Whooping coughThe proportion of whooping cough cases in people over age 10 has been gradually increasing . (ABCNEWS.com)


    Most people no longer worry about this bacterial infection—also known as pertussis—a once-deadly childhood disease that was virtually wiped out by vaccines. (Pertussis is the "p" in DPT shots.)
    In the 1940s, 200,000 Americans, mostly children under 10 years old, came down with whooping cough every year. By 1980, widespread vaccinations had pushed the numbers down to about 1,000 cases.
    But researchers at the infectious diseases conference now under way in Atlanta are reporting an alarming trend: the re-emergence of this age-old disease. As of 1996, some 7,800 U.S. cases were diagnosed, says Centers for Disease Control epidemiologist Dr. Dalya Guris, and that's just the tip of the iceberg.

Mistaken Identity
In an effort to see just how common pertussis is, Guris and others have been studying people with coughs lasting longer than two weeks. Their research shows that as many as 90 percent of all whooping cough illnesses go undetected. In other words, up to 500,000 Americans could have the infection right now, but think it's just a bad cold.
    "This is an enormous incidence rate that's unrecognized," says Kaiser Permanente's Shinefield, whose own study in 1996 had similar results. "There are more cases now than there were in 1945, before we had the vaccine."
    Part of the problem is that whooping cough in adults isn't usually accompanied by the characteristic "whoop" that you hear at the end of the cough in children. The only symptom in teens and adults may be a cough that simply won't go away.
    Whooping cough is easily treated with antibiotics. But all too often, doctors send patients home to wait out their "cold." That can pose a serious danger to infants, who are hit hardest by whooping cough because of their fragile immune systems.

Vaccine Wear and Tear
The reasons for the upswing in adult pertussis cases are unclear. It may be due in part to the waning effectiveness of the vaccine as people grow older. Ninety-five percent of all 2-year-olds in the United States have been vaccinated against whooping cough.
    But researchers think that, unlike vaccines for measles and mumps, the pertussis immunizations may be effective for only seven years. And since booster shots aren't approved for use in anyone older than 7, it's no wonder that adults may be more susceptible to the disease.
    That still doesn't fully explain why the numbers jumped so high, so quickly. If weakening protection from vaccine were the main reason, researchers say, such an upswing would have been evident decades ago.
    The Food and Drug Administration so far has remained reluctant to approve an adult booster until more research is done.
    So for now, Guris says, it falls on the doctors' shoulders to look more carefully at patients with long-lasting coughs.

How to Avoid Whooping Cough

Infants should receive three doses of the whooping cough, or pertussis, vaccine—at ages 2, 4 and 6 months.

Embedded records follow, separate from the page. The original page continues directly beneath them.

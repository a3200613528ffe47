use crate::helpers::errors::{workflow_error, ApiError};
use crate::helpers::extract::{ApiPath, ValidJson};
use crate::helpers::identity::CurrentUser;
use crate::schemas::{ApiResponse, AppState};
use axum::{
    extract::State,
    http::StatusCode,
    response::Json,
};
use chrono::{NaiveDateTime, Utc};
use model::entities::seller_application::{self, ApplicationStatus};
use serde::{Deserialize, Serialize};
use tracing::{debug, info, instrument, trace};
use utoipa::ToSchema;
use validator::Validate;
use workflow::submission::{self, ApplicationEntry};

/// Where the client goes after a successful submission
pub const AFTER_SUBMISSION_PATH: &str = "/dashboard";

/// Request body for the messaged application form
#[derive(Debug, Deserialize, Serialize, ToSchema, Validate)]
pub struct ApplyRequest {
    pub campaign_id: i32,
    /// Pitch to the campaign owner
    #[serde(default)]
    #[validate(length(max = 2000))]
    pub message: String,
}

/// Seller application response model
#[derive(Debug, Serialize, ToSchema)]
pub struct ApplicationResponse {
    pub id: i32,
    pub campaign_id: i32,
    pub seller_id: i32,
    pub application_message: Option<String>,
    pub status: ApplicationStatus,
    pub applied_at: NaiveDateTime,
    pub reviewed_at: Option<NaiveDateTime>,
}

impl From<seller_application::Model> for ApplicationResponse {
    fn from(model: seller_application::Model) -> Self {
        Self {
            id: model.id,
            campaign_id: model.campaign_id,
            seller_id: model.seller_id,
            application_message: model.application_message,
            status: model.status,
            applied_at: model.applied_at,
            reviewed_at: model.reviewed_at,
        }
    }
}

/// A submitted application and the page to show next
#[derive(Debug, Serialize, ToSchema)]
pub struct SubmissionResponse {
    pub application: ApplicationResponse,
    pub next: String,
}

async fn submit(
    state: &AppState,
    seller_id: i32,
    campaign_id: i32,
    entry: ApplicationEntry,
) -> Result<(StatusCode, Json<ApiResponse<SubmissionResponse>>), ApiError> {
    let application = submission::submit_application(
        &state.db,
        seller_id,
        campaign_id,
        entry,
        Utc::now().naive_utc(),
    )
    .await
    .map_err(workflow_error)?;

    info!(
        "Seller {} applied to campaign {} (application {})",
        seller_id, campaign_id, application.id
    );
    Ok((
        StatusCode::CREATED,
        Json(ApiResponse {
            data: SubmissionResponse {
                application: ApplicationResponse::from(application),
                next: AFTER_SUBMISSION_PATH.to_string(),
            },
            message: "Application submitted successfully".to_string(),
            success: true,
        }),
    ))
}

/// Apply to a campaign straight from the catalog
#[utoipa::path(
    post,
    path = "/api/v1/campaigns/{campaign_id}/apply",
    tag = "applications",
    params(
        ("campaign_id" = i32, Path, description = "Campaign ID"),
        ("X-User-Id" = i32, Header, description = "Authenticated identity"),
    ),
    responses(
        (status = 201, description = "Application submitted", body = ApiResponse<SubmissionResponse>),
        (status = 401, description = "Not signed in", body = ErrorResponse),
        (status = 403, description = "Only sellers can apply", body = ErrorResponse),
        (status = 404, description = "Campaign not found", body = ErrorResponse),
        (status = 409, description = "Already applied or campaign inactive", body = ErrorResponse),
        (status = 500, description = "Internal server error", body = ErrorResponse)
    )
)]
#[instrument(skip(state))]
pub async fn apply_to_campaign(
    ApiPath(campaign_id): ApiPath<i32>,
    State(state): State<AppState>,
    CurrentUser(user_id): CurrentUser,
) -> Result<(StatusCode, Json<ApiResponse<SubmissionResponse>>), ApiError> {
    trace!("Entering apply_to_campaign function for campaign_id: {}", campaign_id);
    submit(&state, user_id, campaign_id, ApplicationEntry::OneClick).await
}

/// Apply to a campaign with a message
#[utoipa::path(
    post,
    path = "/api/v1/applications",
    tag = "applications",
    request_body = ApplyRequest,
    params(("X-User-Id" = i32, Header, description = "Authenticated identity")),
    responses(
        (status = 201, description = "Application submitted", body = ApiResponse<SubmissionResponse>),
        (status = 400, description = "Invalid request"),
        (status = 401, description = "Not signed in", body = ErrorResponse),
        (status = 403, description = "Only sellers can apply", body = ErrorResponse),
        (status = 404, description = "Campaign not found", body = ErrorResponse),
        (status = 409, description = "Already applied or campaign inactive", body = ErrorResponse),
        (status = 500, description = "Internal server error", body = ErrorResponse)
    )
)]
#[instrument(skip(state, request))]
pub async fn submit_application(
    State(state): State<AppState>,
    CurrentUser(user_id): CurrentUser,
    ValidJson(request): ValidJson<ApplyRequest>,
) -> Result<(StatusCode, Json<ApiResponse<SubmissionResponse>>), ApiError> {
    trace!("Entering submit_application function");
    debug!(
        "Seller {} applying to campaign {} with a {} character message",
        user_id,
        request.campaign_id,
        request.message.len()
    );

    let entry = ApplicationEntry::Messaged {
        message: request.message,
    };
    submit(&state, user_id, request.campaign_id, entry).await
}
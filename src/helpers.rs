pub mod errors;
pub mod extract;
pub mod identity;
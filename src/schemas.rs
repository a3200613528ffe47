use moka::future::Cache;
use sea_orm::DatabaseConnection;
use serde::Serialize;
use std::sync::atomic::{AtomicU64, Ordering};
use std::sync::Arc;
use std::time::Duration;
use utoipa::{OpenApi, ToSchema};
use workflow::catalog::CampaignListing;

use crate::handlers::{
    applications::{ApplicationResponse, ApplyRequest, SubmissionResponse},
    campaigns::{
        CampaignResponse, CatalogEntryResponse, CatalogQuery, CatalogResponse,
        CreateCampaignRequest, UpdateCampaignRequest,
    },
    dashboard::{ActivityResponse, DashboardResponse, DashboardSummaryResponse},
    profiles::{CreateProfileRequest, ProfileResponse, UpdateProfileRequest},
    review::{
        ApplicationBoardResponse, CampaignStatsResponse, Decision, ReviewApplicationResponse,
        ReviewCampaignSummary, ReviewRequest, SellerContact,
    },
};
use model::entities::{
    campaign::{CampaignStatus, CommissionType, SalesMaterials, TargetDemographics},
    profile::UserType,
    seller_application::ApplicationStatus,
};

/// Cache key of the active catalog snapshot
pub const CATALOG_CACHE_KEY: &str = "catalog:active";

/// Application state shared across handlers
#[derive(Clone, Debug)]
pub struct AppState {
    /// Database connection
    pub db: DatabaseConnection,
    /// Cache for read-heavy queries
    pub cache: Cache<String, CachedData>,
    /// Upper bound for a single request
    pub request_timeout: Duration,
    /// Bumped after every write that changes what the catalog shows
    catalog_generation: Arc<AtomicU64>,
}

impl AppState {
    pub fn new(
        db: DatabaseConnection,
        cache: Cache<String, CachedData>,
        request_timeout: Duration,
    ) -> Self {
        Self {
            db,
            cache,
            request_timeout,
            catalog_generation: Arc::new(AtomicU64::new(0)),
        }
    }

    pub fn catalog_generation(&self) -> u64 {
        self.catalog_generation.load(Ordering::Acquire)
    }

    /// Drop the catalog snapshot. Call after the write has committed.
    ///
    /// Snapshots loaded before the bump carry the old generation and are
    /// ignored on read, even if they reach the cache after this call.
    pub async fn invalidate_catalog(&self) {
        self.catalog_generation.fetch_add(1, Ordering::AcqRel);
        self.cache.invalidate(CATALOG_CACHE_KEY).await;
    }
}

/// Cached data types
#[derive(Clone, Debug)]
pub enum CachedData {
    /// Active listings, tagged with the catalog generation read before loading
    Catalog {
        generation: u64,
        listings: Arc<Vec<CampaignListing>>,
    },
}

/// API response wrapper
#[derive(Serialize, ToSchema)]
#[aliases(
    CatalogApiResponse = ApiResponse<CatalogResponse>,
    CampaignApiResponse = ApiResponse<CampaignResponse>,
    SubmissionApiResponse = ApiResponse<SubmissionResponse>,
    ApplicationApiResponse = ApiResponse<ApplicationResponse>,
    ApplicationBoardApiResponse = ApiResponse<ApplicationBoardResponse>,
    CampaignStatsApiResponse = ApiResponse<Vec<CampaignStatsResponse>>,
    ProfileApiResponse = ApiResponse<ProfileResponse>,
    DashboardApiResponse = ApiResponse<DashboardResponse>,
)]
pub struct ApiResponse<T> {
    /// Response data
    pub data: T,
    /// Response message
    pub message: String,
    /// Success status
    pub success: bool,
}

/// Error response
#[derive(Debug, Serialize, ToSchema)]
pub struct ErrorResponse {
    /// Error message
    pub error: String,
    /// Error code
    pub code: String,
    /// Success status (always false for errors)
    pub success: bool,
}

/// Health check response
#[derive(Serialize, ToSchema)]
pub struct HealthResponse {
    /// Service status
    pub status: String,
    /// Service version
    pub version: String,
    /// Database connection status
    pub database: String,
}

/// OpenAPI documentation
#[derive(OpenApi)]
#[openapi(
    paths(
        crate::handlers::health::health_check,
        crate::handlers::campaigns::list_campaigns,
        crate::handlers::campaigns::get_campaign,
        crate::handlers::campaigns::create_campaign,
        crate::handlers::campaigns::update_campaign,
        crate::handlers::applications::apply_to_campaign,
        crate::handlers::applications::submit_application,
        crate::handlers::review::get_review_applications,
        crate::handlers::review::get_campaign_stats,
        crate::handlers::review::review_application,
        crate::handlers::profiles::create_profile,
        crate::handlers::profiles::get_my_profile,
        crate::handlers::profiles::update_my_profile,
        crate::handlers::dashboard::get_dashboard,
    ),
    components(
        schemas(
            CatalogApiResponse,
            CampaignApiResponse,
            SubmissionApiResponse,
            ApplicationApiResponse,
            ApplicationBoardApiResponse,
            CampaignStatsApiResponse,
            ProfileApiResponse,
            DashboardApiResponse,
            ErrorResponse,
            HealthResponse,
            CatalogQuery,
            CatalogResponse,
            CatalogEntryResponse,
            CampaignResponse,
            CreateCampaignRequest,
            UpdateCampaignRequest,
            ApplyRequest,
            ApplicationResponse,
            SubmissionResponse,
            ReviewRequest,
            Decision,
            ApplicationBoardResponse,
            ReviewApplicationResponse,
            ReviewCampaignSummary,
            SellerContact,
            CampaignStatsResponse,
            CreateProfileRequest,
            UpdateProfileRequest,
            ProfileResponse,
            DashboardResponse,
            DashboardSummaryResponse,
            ActivityResponse,
            CampaignStatus,
            CommissionType,
            TargetDemographics,
            SalesMaterials,
            UserType,
            ApplicationStatus,
        )
    ),
    tags(
        (name = "health", description = "Health check endpoints"),
        (name = "campaigns", description = "Campaign catalog and authoring"),
        (name = "applications", description = "Seller applications"),
        (name = "review", description = "Reviewing applications to owned campaigns"),
        (name = "profiles", description = "Signup and profile maintenance"),
        (name = "dashboard", description = "Role-specific dashboard"),
    ),
    info(
        title = "Bazaar API",
        description = "Marketplace connecting startups with independent sellers",
        version = "0.1.0",
        license(
            name = "MIT",
            url = "https://opensource.org/licenses/MIT"
        )
    )
)]
pub struct ApiDoc;
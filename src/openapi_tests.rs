#[cfg(test)]
mod tests {
    use crate::schemas::ApiDoc;
    use utoipa::openapi::{schema::Schema, PathItemType, RefOr};
    use utoipa::OpenApi;

    fn object_properties(name: &str) -> Vec<String> {
        let openapi = ApiDoc::openapi();
        let components = openapi.components.expect("components are generated");
        match components.schemas.get(name) {
            Some(RefOr::T(Schema::Object(obj))) => obj.properties.keys().cloned().collect(),
            other => panic!("{name} should be an object schema, got {other:?}"),
        }
    }

    #[test]
    fn test_openapi_schema_generation() {
        let openapi = ApiDoc::openapi();

        let components = openapi.components.as_ref().unwrap();
        assert!(components.schemas.contains_key("ErrorResponse"));
        assert!(components.schemas.contains_key("HealthResponse"));
        assert!(components.schemas.contains_key("CampaignResponse"));

        assert!(serde_json::to_string(&openapi).is_ok());
    }

    #[test]
    fn test_error_response_schema_structure() {
        let properties = object_properties("ErrorResponse");
        for field in ["error", "code", "success"] {
            assert!(properties.iter().any(|p| p == field), "missing {field}");
        }
    }

    #[test]
    fn test_application_schema_exposes_review_timestamp() {
        let properties = object_properties("ApplicationResponse");
        assert!(properties.iter().any(|p| p == "reviewed_at"));
        assert!(properties.iter().any(|p| p == "status"));
    }

    #[test]
    fn test_every_route_is_documented() {
        let openapi = ApiDoc::openapi();
        let expected = [
            ("/health", PathItemType::Get),
            ("/api/v1/campaigns", PathItemType::Get),
            ("/api/v1/campaigns", PathItemType::Post),
            ("/api/v1/campaigns/{campaign_id}", PathItemType::Get),
            ("/api/v1/campaigns/{campaign_id}", PathItemType::Put),
            ("/api/v1/campaigns/{campaign_id}/apply", PathItemType::Post),
            ("/api/v1/applications", PathItemType::Post),
            ("/api/v1/applications/{application_id}/review", PathItemType::Post),
            ("/api/v1/review/applications", PathItemType::Get),
            ("/api/v1/review/campaigns", PathItemType::Get),
            ("/api/v1/profiles", PathItemType::Post),
            ("/api/v1/profiles/me", PathItemType::Get),
            ("/api/v1/profiles/me", PathItemType::Put),
            ("/api/v1/dashboard", PathItemType::Get),
        ];

        for (path, method) in expected {
            let item = openapi
                .paths
                .paths
                .get(path)
                .unwrap_or_else(|| panic!("{path} is not documented"));
            assert!(
                item.operations.contains_key(&method),
                "{path} lacks {method:?}"
            );
        }
    }

    #[test]
    fn test_conflict_responses_documented_for_submission() {
        let openapi = ApiDoc::openapi();
        let apply = openapi
            .paths
            .paths
            .get("/api/v1/applications")
            .and_then(|item| item.operations.get(&PathItemType::Post))
            .unwrap();
        assert!(apply.responses.responses.contains_key("201"));
        assert!(apply.responses.responses.contains_key("409"));
    }
}
//! Profile registration and maintenance.

use chrono::NaiveDateTime;
use model::entities::profile::{self, UserType};
use sea_orm::{ActiveModelTrait, DatabaseConnection, EntityTrait, Set};
use tracing::{debug, info, instrument, warn};

use crate::error::{Result, WorkflowError};

/// Fields collected at signup.
#[derive(Debug, Clone)]
pub struct NewProfile {
    pub full_name: Option<String>,
    pub email: Option<String>,
    pub user_type: UserType,
    pub company_name: Option<String>,
    pub city: Option<String>,
    pub state: Option<String>,
    pub phone: Option<String>,
    pub bio: Option<String>,
}

/// Editable profile fields. The user type is fixed at signup.
#[derive(Debug, Clone, Default)]
pub struct ProfileChanges {
    pub full_name: Option<String>,
    pub email: Option<String>,
    pub company_name: Option<String>,
    pub city: Option<String>,
    pub state: Option<String>,
    pub phone: Option<String>,
    pub bio: Option<String>,
}

/// Creates the profile of `identity_id`. Fails if one already exists.
#[instrument(skip(db, new_profile))]
pub async fn create_profile(
    db: &DatabaseConnection,
    identity_id: i32,
    new_profile: NewProfile,
    now: NaiveDateTime,
) -> Result<profile::Model> {
    if profile::Entity::find_by_id(identity_id).one(db).await?.is_some() {
        warn!("Profile {} already exists", identity_id);
        return Err(WorkflowError::ProfileExists(identity_id));
    }

    let active = profile::ActiveModel {
        id: Set(identity_id),
        full_name: Set(new_profile.full_name),
        email: Set(new_profile.email),
        user_type: Set(new_profile.user_type),
        company_name: Set(new_profile.company_name),
        city: Set(new_profile.city),
        state: Set(new_profile.state),
        phone: Set(new_profile.phone),
        bio: Set(new_profile.bio),
        created_at: Set(now),
    };

    match active.insert(db).await {
        Ok(model) => {
            info!("Profile {} created as {:?}", model.id, model.user_type);
            Ok(model)
        }
        Err(err) if WorkflowError::is_unique_violation(&err) => {
            warn!("Profile {} was created concurrently", identity_id);
            Err(WorkflowError::ProfileExists(identity_id))
        }
        Err(err) => Err(err.into()),
    }
}

#[instrument(skip(db))]
pub async fn get_profile(db: &DatabaseConnection, identity_id: i32) -> Result<profile::Model> {
    profile::Entity::find_by_id(identity_id)
        .one(db)
        .await?
        .ok_or(WorkflowError::ProfileNotFound(identity_id))
}

/// Applies the provided fields and leaves the others untouched.
#[instrument(skip(db, changes))]
pub async fn update_profile(
    db: &DatabaseConnection,
    identity_id: i32,
    changes: ProfileChanges,
) -> Result<profile::Model> {
    let existing = get_profile(db, identity_id).await?;
    let mut active: profile::ActiveModel = existing.into();
    let mut updated_fields = Vec::new();

    if let Some(full_name) = changes.full_name {
        active.full_name = Set(Some(full_name));
        updated_fields.push("full_name");
    }
    if let Some(email) = changes.email {
        active.email = Set(Some(email));
        updated_fields.push("email");
    }
    if let Some(company_name) = changes.company_name {
        active.company_name = Set(Some(company_name));
        updated_fields.push("company_name");
    }
    if let Some(city) = changes.city {
        active.city = Set(Some(city));
        updated_fields.push("city");
    }
    if let Some(state) = changes.state {
        active.state = Set(Some(state));
        updated_fields.push("state");
    }
    if let Some(phone) = changes.phone {
        active.phone = Set(Some(phone));
        updated_fields.push("phone");
    }
    if let Some(bio) = changes.bio {
        active.bio = Set(Some(bio));
        updated_fields.push("bio");
    }

    if updated_fields.is_empty() {
        debug!("No fields to update for profile {}", identity_id);
        return get_profile(db, identity_id).await;
    }

    let updated = active.update(db).await?;
    info!(
        "Profile {} updated. Updated fields: {}",
        identity_id,
        updated_fields.join(", ")
    );
    Ok(updated)
}
use anyhow::Result;
use migration::{Migrator, MigratorTrait};
use sea_orm::{Database, DatabaseConnection};
use tracing::{debug, error, info, trace};

/// Connect and apply every pending migration.
pub async fn run_migrations(database_url: &str) -> Result<DatabaseConnection> {
    trace!("Attempting to connect to database");
    let db = match Database::connect(database_url).await {
        Ok(connection) => {
            debug!("Database connection established");
            connection
        }
        Err(e) => {
            error!("Failed to connect to database '{}': {}", database_url, e);
            return Err(e.into());
        }
    };

    info!("Running database migrations");
    if let Err(e) = Migrator::up(&db, None).await {
        error!("Failed to run database migrations: {}", e);
        return Err(e.into());
    }
    info!("Database migrations completed successfully");

    Ok(db)
}

pub async fn init_database(database_url: &str) -> Result<()> {
    info!("Initializing database");
    debug!("Database URL: {}", database_url);

    run_migrations(database_url).await?;

    info!("Database initialization completed successfully!");
    Ok(())
}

Two booster shots follow the initial series, one at 18 months and a second before a child starts school.
     When teens or adults fall ill with a "bad cold" accompanied by a cough, they should get to the doctor right away. If the diagnosis is whooping cough, they will most likely be prescribed erythromycin, the antibiotic that seems to work best.

     In fact, the entire household will probably have to take the antibiotics, because the bacteria spread easily among people who share living quarters. Doctors also recommend washing your hands frequently and avoiding touching your eyes and nose during an outbreak.
     If for some reason your child hasn't been vaccinated and comes down with whopping cough, doctors suggest keeping them out of school for at least five days.